Scan the entries below line by line and state how many lines contain the string "Item", giving only the number.
======== THE RECORDS
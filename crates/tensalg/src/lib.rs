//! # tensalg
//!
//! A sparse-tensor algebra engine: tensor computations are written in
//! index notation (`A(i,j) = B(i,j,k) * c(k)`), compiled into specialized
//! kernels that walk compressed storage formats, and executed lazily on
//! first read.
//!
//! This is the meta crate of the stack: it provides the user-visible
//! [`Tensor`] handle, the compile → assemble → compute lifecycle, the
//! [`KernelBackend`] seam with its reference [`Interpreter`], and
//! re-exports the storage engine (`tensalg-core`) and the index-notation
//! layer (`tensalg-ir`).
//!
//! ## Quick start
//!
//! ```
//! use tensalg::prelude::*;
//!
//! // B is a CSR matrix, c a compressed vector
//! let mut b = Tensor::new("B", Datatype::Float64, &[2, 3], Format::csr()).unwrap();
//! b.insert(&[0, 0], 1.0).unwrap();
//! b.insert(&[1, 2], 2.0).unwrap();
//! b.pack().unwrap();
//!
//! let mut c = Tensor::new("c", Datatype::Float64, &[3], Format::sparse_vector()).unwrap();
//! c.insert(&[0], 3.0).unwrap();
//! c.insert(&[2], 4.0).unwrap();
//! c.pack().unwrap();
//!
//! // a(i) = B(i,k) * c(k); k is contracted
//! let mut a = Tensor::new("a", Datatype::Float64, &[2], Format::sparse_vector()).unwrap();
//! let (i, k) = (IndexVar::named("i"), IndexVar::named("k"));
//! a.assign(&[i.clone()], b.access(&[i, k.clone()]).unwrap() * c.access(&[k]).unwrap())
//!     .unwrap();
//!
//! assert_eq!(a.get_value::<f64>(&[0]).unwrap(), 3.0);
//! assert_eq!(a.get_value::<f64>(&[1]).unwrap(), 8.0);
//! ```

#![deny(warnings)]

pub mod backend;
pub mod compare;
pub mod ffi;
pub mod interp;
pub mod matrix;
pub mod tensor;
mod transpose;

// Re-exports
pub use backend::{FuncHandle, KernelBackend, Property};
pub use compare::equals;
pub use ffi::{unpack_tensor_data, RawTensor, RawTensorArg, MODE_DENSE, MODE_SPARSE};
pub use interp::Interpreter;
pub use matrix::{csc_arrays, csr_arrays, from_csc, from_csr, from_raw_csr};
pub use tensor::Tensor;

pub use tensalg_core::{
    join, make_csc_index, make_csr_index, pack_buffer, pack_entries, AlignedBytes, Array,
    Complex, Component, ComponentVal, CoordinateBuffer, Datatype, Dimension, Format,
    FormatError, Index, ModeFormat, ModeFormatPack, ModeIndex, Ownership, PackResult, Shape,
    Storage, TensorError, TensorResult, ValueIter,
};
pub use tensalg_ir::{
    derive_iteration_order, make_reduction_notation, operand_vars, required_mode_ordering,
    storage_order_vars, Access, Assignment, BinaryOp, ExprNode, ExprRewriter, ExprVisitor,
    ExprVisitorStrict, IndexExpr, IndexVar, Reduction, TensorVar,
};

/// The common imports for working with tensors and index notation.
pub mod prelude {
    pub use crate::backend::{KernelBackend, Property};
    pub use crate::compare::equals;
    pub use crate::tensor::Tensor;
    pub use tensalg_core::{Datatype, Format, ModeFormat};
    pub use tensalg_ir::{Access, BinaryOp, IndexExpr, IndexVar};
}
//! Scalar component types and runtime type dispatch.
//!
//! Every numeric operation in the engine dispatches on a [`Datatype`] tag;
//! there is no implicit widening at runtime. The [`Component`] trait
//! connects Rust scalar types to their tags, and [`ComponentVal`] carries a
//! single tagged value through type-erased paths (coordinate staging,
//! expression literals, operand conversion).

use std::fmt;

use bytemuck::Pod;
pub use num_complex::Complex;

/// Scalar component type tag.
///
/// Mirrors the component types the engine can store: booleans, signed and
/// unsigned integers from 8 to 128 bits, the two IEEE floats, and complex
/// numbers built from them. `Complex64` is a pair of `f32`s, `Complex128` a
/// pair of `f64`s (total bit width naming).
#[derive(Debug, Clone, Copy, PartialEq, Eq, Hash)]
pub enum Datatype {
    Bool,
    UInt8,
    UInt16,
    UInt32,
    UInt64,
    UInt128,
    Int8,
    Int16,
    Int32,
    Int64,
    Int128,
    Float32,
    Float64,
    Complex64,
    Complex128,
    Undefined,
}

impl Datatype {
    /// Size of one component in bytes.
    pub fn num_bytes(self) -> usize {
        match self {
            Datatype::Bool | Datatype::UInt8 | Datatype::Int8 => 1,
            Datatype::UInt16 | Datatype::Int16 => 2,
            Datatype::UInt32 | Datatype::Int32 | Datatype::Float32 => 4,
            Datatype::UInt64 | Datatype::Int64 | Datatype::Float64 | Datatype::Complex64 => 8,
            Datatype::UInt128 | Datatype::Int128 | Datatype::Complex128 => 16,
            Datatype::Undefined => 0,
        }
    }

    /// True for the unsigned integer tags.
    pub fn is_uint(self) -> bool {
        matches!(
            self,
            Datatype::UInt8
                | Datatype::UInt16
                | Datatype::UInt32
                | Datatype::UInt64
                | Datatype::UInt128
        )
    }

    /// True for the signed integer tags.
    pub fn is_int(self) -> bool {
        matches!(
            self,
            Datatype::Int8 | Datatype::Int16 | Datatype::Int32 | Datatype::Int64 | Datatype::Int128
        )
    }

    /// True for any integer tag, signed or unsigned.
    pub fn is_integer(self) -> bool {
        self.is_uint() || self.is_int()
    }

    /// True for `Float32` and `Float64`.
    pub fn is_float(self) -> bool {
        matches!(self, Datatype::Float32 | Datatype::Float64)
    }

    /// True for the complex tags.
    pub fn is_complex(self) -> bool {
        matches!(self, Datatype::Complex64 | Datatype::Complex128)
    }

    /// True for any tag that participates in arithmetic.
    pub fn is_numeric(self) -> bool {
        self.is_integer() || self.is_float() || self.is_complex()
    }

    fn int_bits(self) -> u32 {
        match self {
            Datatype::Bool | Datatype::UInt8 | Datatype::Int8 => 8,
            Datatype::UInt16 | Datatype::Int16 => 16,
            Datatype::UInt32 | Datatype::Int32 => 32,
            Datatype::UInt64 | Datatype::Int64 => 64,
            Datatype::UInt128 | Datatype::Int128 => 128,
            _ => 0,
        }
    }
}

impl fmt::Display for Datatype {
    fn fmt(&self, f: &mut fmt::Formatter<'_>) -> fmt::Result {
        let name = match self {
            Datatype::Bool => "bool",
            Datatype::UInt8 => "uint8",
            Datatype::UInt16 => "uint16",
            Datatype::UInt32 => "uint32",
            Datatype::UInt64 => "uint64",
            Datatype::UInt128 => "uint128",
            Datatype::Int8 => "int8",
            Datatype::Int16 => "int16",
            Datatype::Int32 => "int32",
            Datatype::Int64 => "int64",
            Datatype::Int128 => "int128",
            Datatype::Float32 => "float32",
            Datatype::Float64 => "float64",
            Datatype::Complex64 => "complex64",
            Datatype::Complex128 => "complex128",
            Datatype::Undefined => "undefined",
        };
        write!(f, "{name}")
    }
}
================
======== THE RECORDS
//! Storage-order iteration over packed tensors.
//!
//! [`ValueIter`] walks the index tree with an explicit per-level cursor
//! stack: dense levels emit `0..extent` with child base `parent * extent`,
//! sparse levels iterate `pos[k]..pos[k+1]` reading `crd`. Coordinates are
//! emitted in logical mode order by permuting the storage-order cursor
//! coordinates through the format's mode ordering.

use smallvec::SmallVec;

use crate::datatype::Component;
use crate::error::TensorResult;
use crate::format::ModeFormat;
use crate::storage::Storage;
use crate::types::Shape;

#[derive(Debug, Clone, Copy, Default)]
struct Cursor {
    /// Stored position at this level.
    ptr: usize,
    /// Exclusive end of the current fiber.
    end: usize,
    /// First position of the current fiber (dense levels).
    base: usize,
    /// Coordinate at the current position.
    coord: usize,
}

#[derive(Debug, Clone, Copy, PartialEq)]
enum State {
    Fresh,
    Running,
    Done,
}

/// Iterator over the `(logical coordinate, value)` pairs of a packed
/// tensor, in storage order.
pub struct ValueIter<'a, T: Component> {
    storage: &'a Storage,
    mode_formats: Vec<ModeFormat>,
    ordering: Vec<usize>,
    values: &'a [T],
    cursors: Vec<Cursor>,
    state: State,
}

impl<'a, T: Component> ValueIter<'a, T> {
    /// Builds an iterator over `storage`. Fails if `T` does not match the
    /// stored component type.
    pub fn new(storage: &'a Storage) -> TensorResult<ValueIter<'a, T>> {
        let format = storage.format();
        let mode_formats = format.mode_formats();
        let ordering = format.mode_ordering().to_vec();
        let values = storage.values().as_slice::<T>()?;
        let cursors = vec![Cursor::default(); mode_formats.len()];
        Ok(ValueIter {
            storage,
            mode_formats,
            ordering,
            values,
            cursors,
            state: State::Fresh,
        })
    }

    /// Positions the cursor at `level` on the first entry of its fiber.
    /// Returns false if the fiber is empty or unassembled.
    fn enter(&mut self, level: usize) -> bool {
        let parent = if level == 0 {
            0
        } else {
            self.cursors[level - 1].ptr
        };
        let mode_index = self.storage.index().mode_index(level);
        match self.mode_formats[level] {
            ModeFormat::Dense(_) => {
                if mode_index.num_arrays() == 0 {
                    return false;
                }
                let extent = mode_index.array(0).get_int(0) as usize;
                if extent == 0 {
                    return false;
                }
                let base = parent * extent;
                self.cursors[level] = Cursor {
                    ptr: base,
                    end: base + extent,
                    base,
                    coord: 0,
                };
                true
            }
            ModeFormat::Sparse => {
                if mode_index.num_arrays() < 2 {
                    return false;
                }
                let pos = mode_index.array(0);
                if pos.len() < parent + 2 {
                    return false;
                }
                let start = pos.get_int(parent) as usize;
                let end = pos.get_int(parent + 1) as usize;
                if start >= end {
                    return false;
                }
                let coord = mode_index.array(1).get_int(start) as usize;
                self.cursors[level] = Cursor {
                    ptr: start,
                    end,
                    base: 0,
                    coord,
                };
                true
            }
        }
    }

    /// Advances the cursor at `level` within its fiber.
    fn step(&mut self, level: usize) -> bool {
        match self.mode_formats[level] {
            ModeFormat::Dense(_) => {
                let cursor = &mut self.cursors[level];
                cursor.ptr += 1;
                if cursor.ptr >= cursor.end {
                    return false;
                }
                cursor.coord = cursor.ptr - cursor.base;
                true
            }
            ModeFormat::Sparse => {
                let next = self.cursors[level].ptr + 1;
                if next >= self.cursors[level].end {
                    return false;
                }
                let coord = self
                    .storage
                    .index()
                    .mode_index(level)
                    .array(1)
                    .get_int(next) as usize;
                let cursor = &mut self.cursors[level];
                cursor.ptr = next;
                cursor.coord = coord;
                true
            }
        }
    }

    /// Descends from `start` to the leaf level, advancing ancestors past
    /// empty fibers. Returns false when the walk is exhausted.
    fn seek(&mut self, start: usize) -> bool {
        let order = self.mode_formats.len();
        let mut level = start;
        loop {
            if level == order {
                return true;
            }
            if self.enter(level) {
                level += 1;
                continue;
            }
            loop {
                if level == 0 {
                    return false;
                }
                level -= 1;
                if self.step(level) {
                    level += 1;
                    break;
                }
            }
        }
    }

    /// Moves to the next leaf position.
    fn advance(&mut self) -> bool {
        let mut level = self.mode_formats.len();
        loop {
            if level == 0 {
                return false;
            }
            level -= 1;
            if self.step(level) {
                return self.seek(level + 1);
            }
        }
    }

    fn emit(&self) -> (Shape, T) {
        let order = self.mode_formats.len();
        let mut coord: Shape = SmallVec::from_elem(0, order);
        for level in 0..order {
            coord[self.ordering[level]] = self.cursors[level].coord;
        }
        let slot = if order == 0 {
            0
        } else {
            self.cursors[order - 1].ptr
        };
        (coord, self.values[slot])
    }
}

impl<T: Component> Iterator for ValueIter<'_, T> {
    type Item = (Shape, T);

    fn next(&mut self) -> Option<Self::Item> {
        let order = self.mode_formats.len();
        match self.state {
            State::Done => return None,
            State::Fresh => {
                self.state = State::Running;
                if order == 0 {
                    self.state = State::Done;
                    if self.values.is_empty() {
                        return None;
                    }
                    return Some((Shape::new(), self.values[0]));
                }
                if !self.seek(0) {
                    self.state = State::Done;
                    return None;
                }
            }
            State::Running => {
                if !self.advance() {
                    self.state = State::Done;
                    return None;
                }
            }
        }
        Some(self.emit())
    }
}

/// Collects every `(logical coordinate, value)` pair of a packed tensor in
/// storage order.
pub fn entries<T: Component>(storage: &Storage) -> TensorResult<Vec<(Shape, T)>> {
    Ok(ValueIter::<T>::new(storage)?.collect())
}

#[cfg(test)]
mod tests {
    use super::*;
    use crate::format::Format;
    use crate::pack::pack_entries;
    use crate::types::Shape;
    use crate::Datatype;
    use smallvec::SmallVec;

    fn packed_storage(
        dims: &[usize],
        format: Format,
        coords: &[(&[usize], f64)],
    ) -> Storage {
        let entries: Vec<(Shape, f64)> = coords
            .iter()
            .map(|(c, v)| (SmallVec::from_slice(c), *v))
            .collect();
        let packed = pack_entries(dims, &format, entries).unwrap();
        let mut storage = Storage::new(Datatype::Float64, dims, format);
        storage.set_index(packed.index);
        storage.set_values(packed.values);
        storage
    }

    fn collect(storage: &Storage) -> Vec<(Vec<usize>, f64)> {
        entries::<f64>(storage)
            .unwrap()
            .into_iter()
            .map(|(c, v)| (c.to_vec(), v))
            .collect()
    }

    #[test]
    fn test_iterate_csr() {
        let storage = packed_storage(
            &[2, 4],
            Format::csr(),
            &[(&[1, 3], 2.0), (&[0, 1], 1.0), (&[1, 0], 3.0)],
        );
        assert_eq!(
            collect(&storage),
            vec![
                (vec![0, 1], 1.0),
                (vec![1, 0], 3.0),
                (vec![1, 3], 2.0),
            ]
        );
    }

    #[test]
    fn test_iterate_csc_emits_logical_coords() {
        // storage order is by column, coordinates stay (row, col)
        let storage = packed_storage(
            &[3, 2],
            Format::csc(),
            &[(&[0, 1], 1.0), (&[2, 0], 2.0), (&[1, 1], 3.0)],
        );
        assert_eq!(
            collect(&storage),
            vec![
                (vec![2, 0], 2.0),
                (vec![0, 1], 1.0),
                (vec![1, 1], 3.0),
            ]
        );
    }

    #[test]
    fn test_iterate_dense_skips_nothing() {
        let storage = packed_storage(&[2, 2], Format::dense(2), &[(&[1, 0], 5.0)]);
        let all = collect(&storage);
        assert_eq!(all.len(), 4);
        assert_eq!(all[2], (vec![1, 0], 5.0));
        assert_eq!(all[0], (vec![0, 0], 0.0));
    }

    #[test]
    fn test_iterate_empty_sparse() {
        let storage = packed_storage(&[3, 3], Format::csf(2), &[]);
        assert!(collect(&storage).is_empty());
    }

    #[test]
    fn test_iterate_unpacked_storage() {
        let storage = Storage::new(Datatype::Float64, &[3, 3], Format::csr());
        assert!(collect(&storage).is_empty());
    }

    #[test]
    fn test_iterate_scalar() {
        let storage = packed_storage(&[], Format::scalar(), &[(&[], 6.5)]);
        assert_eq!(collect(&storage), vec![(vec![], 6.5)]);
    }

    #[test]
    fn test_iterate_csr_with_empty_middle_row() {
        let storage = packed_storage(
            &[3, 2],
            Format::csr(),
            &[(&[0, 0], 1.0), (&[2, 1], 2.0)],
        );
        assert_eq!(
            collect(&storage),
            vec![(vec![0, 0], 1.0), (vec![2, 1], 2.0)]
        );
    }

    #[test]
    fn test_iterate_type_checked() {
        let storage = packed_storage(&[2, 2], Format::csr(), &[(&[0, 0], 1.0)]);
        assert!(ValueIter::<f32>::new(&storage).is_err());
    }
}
================
▶ OUTPUT OF THE TASK
2